**THE TASK:** Each line below needs to be printed again exactly.

**PROVIDED DATA:**
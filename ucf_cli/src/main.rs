use ucf_core::config::CONFIG_TEMPLATE;
use ucf_core::{
    CampaignConfig, CampaignError, CancellationToken, FuzzRequest, LaunchOutcome, Orchestrator,
    ProcessLauncher, ReadinessError,
};

use clap::{Parser, Subcommand};
use std::path::{Path, PathBuf};
use std::process::ExitCode;
use std::time::Duration;
use tracing_subscriber::EnvFilter;

/// Exit status used when the operator interrupts a node.
const EXIT_INTERRUPTED: u8 = 130;
const EXIT_FAILURE: u8 = 1;
const LOG_ENV: &str = "UCF_LOG";

#[derive(Parser, Debug)]
#[clap(author, version, about = "Orchestrates unicorn-mode AFL++ campaigns against captured kernel state", long_about = None)]
struct Cli {
    #[clap(subcommand)]
    command: Commands,
}

#[derive(Subcommand, Debug)]
enum Commands {
    /// Start or resume one campaign node under afl-fuzz
    Fuzz {
        /// Path to the campaign config
        #[clap(value_parser, default_value = "config.toml")]
        config: PathBuf,
        /// Node id: 0 is the master, anything else a secondary
        #[clap(short, long, default_value = "0")]
        id: String,
        /// Wipe all previous campaign outputs first (master only)
        #[clap(short, long)]
        restart: bool,
        /// Show harness output instead of letting afl-fuzz swallow it
        #[clap(short = 'P', long)]
        print_outputs: bool,
        /// Print what would be launched as JSON and exit
        #[clap(long)]
        dry_run: bool,
    },
    /// Block until the probe wrapper is available
    Await {
        #[clap(value_parser, default_value = "config.toml")]
        config: PathBuf,
        /// Give up after this many seconds instead of waiting forever
        #[clap(long)]
        timeout_secs: Option<u64>,
    },
    /// Print the AFL++ directory the config resolves to
    AflPath {
        #[clap(value_parser, default_value = "config.toml")]
        config: PathBuf,
    },
    /// Print an annotated config template
    Spec,
}

fn init_logging() {
    let filter = EnvFilter::try_from_env(LOG_ENV).unwrap_or_else(|_| EnvFilter::new("info"));
    tracing_subscriber::fmt()
        .with_env_filter(filter)
        .with_writer(std::io::stderr)
        .init();
}

fn load_config(path: &Path) -> Result<CampaignConfig, anyhow::Error> {
    tracing::debug!(path = %path.display(), "loading configuration");
    CampaignConfig::load_from_file(path)
}

/// Cancels the token on Ctrl-C. afl-fuzz sees the same SIGINT and gets to exit cleanly.
fn install_interrupt_handler() -> CancellationToken {
    let token = CancellationToken::new();
    let handler_token = token.clone();
    if let Err(e) = ctrlc::set_handler(move || handler_token.cancel()) {
        tracing::warn!(error = %e, "could not install Ctrl-C handler");
    }
    token
}

fn run(cli: Cli) -> Result<ExitCode, anyhow::Error> {
    match cli.command {
        Commands::Fuzz {
            config,
            id,
            restart,
            print_outputs,
            dry_run,
        } => {
            let config = load_config(&config)?;
            let request = FuzzRequest {
                node_id: id,
                restart,
                print_outputs,
            };
            let mut orchestrator =
                Orchestrator::new(&config, ProcessLauncher::new(config.shutdown_grace));

            if dry_run {
                let plan = orchestrator.plan(&request)?;
                println!("{}", serde_json::to_string_pretty(&plan)?);
                return Ok(ExitCode::SUCCESS);
            }

            let cancel = install_interrupt_handler();
            let report = orchestrator.fuzz(&request, &cancel)?;
            match report.outcome {
                LaunchOutcome::Completed => {
                    tracing::info!(node = report.role.name(), "afl-fuzz finished");
                    Ok(ExitCode::SUCCESS)
                }
                LaunchOutcome::Cancelled => {
                    tracing::info!(node = report.role.name(), "node interrupted");
                    Ok(ExitCode::from(EXIT_INTERRUPTED))
                }
            }
        }
        Commands::Await {
            config,
            timeout_secs,
        } => {
            let mut config = load_config(&config)?;
            if let Some(secs) = timeout_secs {
                config.readiness_timeout = Some(Duration::from_secs(secs));
            }
            let orchestrator = Orchestrator::new(&config, ProcessLauncher::default());
            orchestrator.await_ready(&install_interrupt_handler())?;
            Ok(ExitCode::SUCCESS)
        }
        Commands::AflPath { config } => {
            let config = load_config(&config)?;
            println!("{}", config.afl_path.display());
            Ok(ExitCode::SUCCESS)
        }
        Commands::Spec => {
            print!("{CONFIG_TEMPLATE}");
            Ok(ExitCode::SUCCESS)
        }
    }
}

/// Mirrors the engine's own exit code where there is one.
fn exit_status_for(err: &anyhow::Error) -> u8 {
    match err.downcast_ref::<CampaignError>() {
        Some(CampaignError::Readiness(ReadinessError::Cancelled(_))) => EXIT_INTERRUPTED,
        Some(campaign_err) => campaign_err
            .engine_exit_code()
            .and_then(|code| u8::try_from(code).ok())
            .filter(|code| *code != 0)
            .unwrap_or(EXIT_FAILURE),
        None => EXIT_FAILURE,
    }
}

fn main() -> ExitCode {
    init_logging();
    let cli = Cli::parse();

    match run(cli) {
        Ok(code) => code,
        Err(err) => {
            eprintln!("Error: {err:#}");
            ExitCode::from(exit_status_for(&err))
        }
    }
}

#[cfg(test)]
mod tests {
    use super::*;
    use clap::CommandFactory;
    use ucf_core::{LaunchError, ValidationError};

    #[test]
    fn cli_definition_is_consistent() {
        Cli::command().debug_assert();
    }

    #[test]
    fn fuzz_defaults() {
        let cli = Cli::try_parse_from(["ucf", "fuzz"]).unwrap();
        match cli.command {
            Commands::Fuzz {
                config,
                id,
                restart,
                print_outputs,
                dry_run,
            } => {
                assert_eq!(config, PathBuf::from("config.toml"));
                assert_eq!(id, "0");
                assert!(!restart && !print_outputs && !dry_run);
            }
            other => panic!("Expected fuzz, got {other:?}"),
        }
    }

    #[test]
    fn fuzz_flags_parse() {
        let cli = Cli::try_parse_from([
            "ucf", "fuzz", "campaign.toml", "--id", "3", "--restart", "--print-outputs",
        ])
        .unwrap();
        match cli.command {
            Commands::Fuzz {
                config,
                id,
                restart,
                print_outputs,
                ..
            } => {
                assert_eq!(config, PathBuf::from("campaign.toml"));
                assert_eq!(id, "3");
                assert!(restart);
                assert!(print_outputs);
            }
            other => panic!("Expected fuzz, got {other:?}"),
        }
    }

    #[test]
    fn engine_exit_code_is_mirrored() {
        let err = anyhow::Error::from(CampaignError::Launch(LaunchError::Exited {
            code: Some(7),
            description: "exited with code 7".to_string(),
        }));
        assert_eq!(exit_status_for(&err), 7);

        let signalled = anyhow::Error::from(CampaignError::Launch(LaunchError::Exited {
            code: None,
            description: "terminated by signal 9".to_string(),
        }));
        assert_eq!(exit_status_for(&signalled), EXIT_FAILURE);
    }

    #[test]
    fn interrupted_wait_exits_like_sigint() {
        let err = anyhow::Error::from(CampaignError::Readiness(ReadinessError::Cancelled(
            PathBuf::from("/work/requests"),
        )));
        assert_eq!(exit_status_for(&err), EXIT_INTERRUPTED);
    }

    #[test]
    fn validation_failure_is_plain_failure() {
        let err = anyhow::Error::from(CampaignError::Validation(
            ValidationError::RestartRequiresMaster {
                node_id: "5".to_string(),
            },
        ));
        assert_eq!(exit_status_for(&err), EXIT_FAILURE);
    }
}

**EXPECTED ANSWER:**
filename ucf_cli/src/main.rs
use ucf_core::config::CONFIG_TEMPLATE;
use ucf_core::{
    CampaignConfig, CampaignError, CancellationToken, FuzzRequest, LaunchOutcome, Orchestrator,
    ProcessLauncher, ReadinessError,
};

use clap::{Parser, Subcommand};
use std::path::{Path, PathBuf};
use std::process::ExitCode;
use std::time::Duration;
use tracing_subscriber::EnvFilter;

/// Exit status used when the operator interrupts a node.
const EXIT_INTERRUPTED: u8 = 130;
const EXIT_FAILURE: u8 = 1;
const LOG_ENV: &str = "UCF_LOG";

#[derive(Parser, Debug)]
#[clap(author, version, about = "Orchestrates unicorn-mode AFL++ campaigns against captured kernel state", long_about = None)]
struct Cli {
    #[clap(subcommand)]
    command: Commands,
}

#[derive(Subcommand, Debug)]
enum Commands {
    /// Start or resume one campaign node under afl-fuzz
    Fuzz {
        /// Path to the campaign config
        #[clap(value_parser, default_value = "config.toml")]
        config: PathBuf,
        /// Node id: 0 is the master, anything else a secondary
        #[clap(short, long, default_value = "0")]
        id: String,
        /// Wipe all previous campaign outputs first (master only)
        #[clap(short, long)]
        restart: bool,
        /// Show harness output instead of letting afl-fuzz swallow it
        #[clap(short = 'P', long)]
        print_outputs: bool,
        /// Print what would be launched as JSON and exit
        #[clap(long)]
        dry_run: bool,
    },
    /// Block until the probe wrapper is available
    Await {
        #[clap(value_parser, default_value = "config.toml")]
        config: PathBuf,
        /// Give up after this many seconds instead of waiting forever
        #[clap(long)]
        timeout_secs: Option<u64>,
    },
    /// Print the AFL++ directory the config resolves to
    AflPath {
        #[clap(value_parser, default_value = "config.toml")]
        config: PathBuf,
    },
    /// Print an annotated config template
    Spec,
}

fn init_logging() {
    let filter = EnvFilter::try_from_env(LOG_ENV).unwrap_or_else(|_| EnvFilter::new("info"));
    tracing_subscriber::fmt()
        .with_env_filter(filter)
        .with_writer(std::io::stderr)
        .init();
}

fn load_config(path: &Path) -> Result<CampaignConfig, anyhow::Error> {
    tracing::debug!(path = %path.display(), "loading configuration");
    CampaignConfig::load_from_file(path)
}

/// Cancels the token on Ctrl-C. afl-fuzz sees the same SIGINT and gets to exit cleanly.
fn install_interrupt_handler() -> CancellationToken {
    let token = CancellationToken::new();
    let handler_token = token.clone();
    if let Err(e) = ctrlc::set_handler(move || handler_token.cancel()) {
        tracing::warn!(error = %e, "could not install Ctrl-C handler");
    }
    token
}

fn run(cli: Cli) -> Result<ExitCode, anyhow::Error> {
    match cli.command {
        Commands::Fuzz {
            config,
            id,
            restart,
            print_outputs,
            dry_run,
        } => {
            let config = load_config(&config)?;
            let request = FuzzRequest {
                node_id: id,
                restart,
                print_outputs,
            };
            let mut orchestrator =
                Orchestrator::new(&config, ProcessLauncher::new(config.shutdown_grace));

            if dry_run {
                let plan = orchestrator.plan(&request)?;
                println!("{}", serde_json::to_string_pretty(&plan)?);
                return Ok(ExitCode::SUCCESS);
            }

            let cancel = install_interrupt_handler();
            let report = orchestrator.fuzz(&request, &cancel)?;
            match report.outcome {
                LaunchOutcome::Completed => {
                    tracing::info!(node = report.role.name(), "afl-fuzz finished");
                    Ok(ExitCode::SUCCESS)
                }
                LaunchOutcome::Cancelled => {
                    tracing::info!(node = report.role.name(), "node interrupted");
                    Ok(ExitCode::from(EXIT_INTERRUPTED))
                }
            }
        }
        Commands::Await {
            config,
            timeout_secs,
        } => {
            let mut config = load_config(&config)?;
            if let Some(secs) = timeout_secs {
                config.readiness_timeout = Some(Duration::from_secs(secs));
            }
            let orchestrator = Orchestrator::new(&config, ProcessLauncher::default());
            orchestrator.await_ready(&install_interrupt_handler())?;
            Ok(ExitCode::SUCCESS)
        }
        Commands::AflPath { config } => {
            let config = load_config(&config)?;
            println!("{}", config.afl_path.display());
            Ok(ExitCode::SUCCESS)
        }
        Commands::Spec => {
            print!("{CONFIG_TEMPLATE}");
            Ok(ExitCode::SUCCESS)
        }
    }
}

/// Mirrors the engine's own exit code where there is one.
fn exit_status_for(err: &anyhow::Error) -> u8 {
    match err.downcast_ref::<CampaignError>() {
        Some(CampaignError::Readiness(ReadinessError::Cancelled(_))) => EXIT_INTERRUPTED,
        Some(campaign_err) => campaign_err
            .engine_exit_code()
            .and_then(|code| u8::try_from(code).ok())
            .filter(|code| *code != 0)
            .unwrap_or(EXIT_FAILURE),
        None => EXIT_FAILURE,
    }
}

fn main() -> ExitCode {
    init_logging();
    let cli = Cli::parse();

    match run(cli) {
        Ok(code) => code,
        Err(err) => {
            eprintln!("Error: {err:#}");
            ExitCode::from(exit_status_for(&err))
        }
    }
}

#[cfg(test)]
mod tests {
    use super::*;
    use clap::CommandFactory;
    use ucf_core::{LaunchError, ValidationError};

    #[test]
    fn cli_definition_is_consistent() {
        Cli::command().debug_assert();
    }

    #[test]
    fn fuzz_defaults() {
        let cli = Cli::try_parse_from(["ucf", "fuzz"]).unwrap();
        match cli.command {
            Commands::Fuzz {
                config,
                id,
                restart,
                print_outputs,
                dry_run,
            } => {
                assert_eq!(config, PathBuf::from("config.toml"));
                assert_eq!(id, "0");
                assert!(!restart && !print_outputs && !dry_run);
            }
            other => panic!("Expected fuzz, got {other:?}"),
        }
    }

    #[test]
    fn fuzz_flags_parse() {
        let cli = Cli::try_parse_from([
            "ucf", "fuzz", "campaign.toml", "--id", "3", "--restart", "--print-outputs",
        ])
        .unwrap();
        match cli.command {
            Commands::Fuzz {
                config,
                id,
                restart,
                print_outputs,
                ..
            } => {
                assert_eq!(config, PathBuf::from("campaign.toml"));
                assert_eq!(id, "3");
                assert!(restart);
                assert!(print_outputs);
            }
            other => panic!("Expected fuzz, got {other:?}"),
        }
    }

    #[test]
    fn engine_exit_code_is_mirrored() {
        let err = anyhow::Error::from(CampaignError::Launch(LaunchError::Exited {
            code: Some(7),
            description: "exited with code 7".to_string(),
        }));
        assert_eq!(exit_status_for(&err), 7);

        let signalled = anyhow::Error::from(CampaignError::Launch(LaunchError::Exited {
            code: None,
            description: "terminated by signal 9".to_string(),
        }));
        assert_eq!(exit_status_for(&signalled), EXIT_FAILURE);
    }

    #[test]
    fn interrupted_wait_exits_like_sigint() {
        let err = anyhow::Error::from(CampaignError::Readiness(ReadinessError::Cancelled(
            PathBuf::from("/work/requests"),
        )));
        assert_eq!(exit_status_for(&err), EXIT_INTERRUPTED);
    }

    #[test]
    fn validation_failure_is_plain_failure() {
        let err = anyhow::Error::from(CampaignError::Validation(
            ValidationError::RestartRequiresMaster {
                node_id: "5".to_string(),
            },
        ));
        assert_eq!(exit_status_for(&err), EXIT_FAILURE);
    }
}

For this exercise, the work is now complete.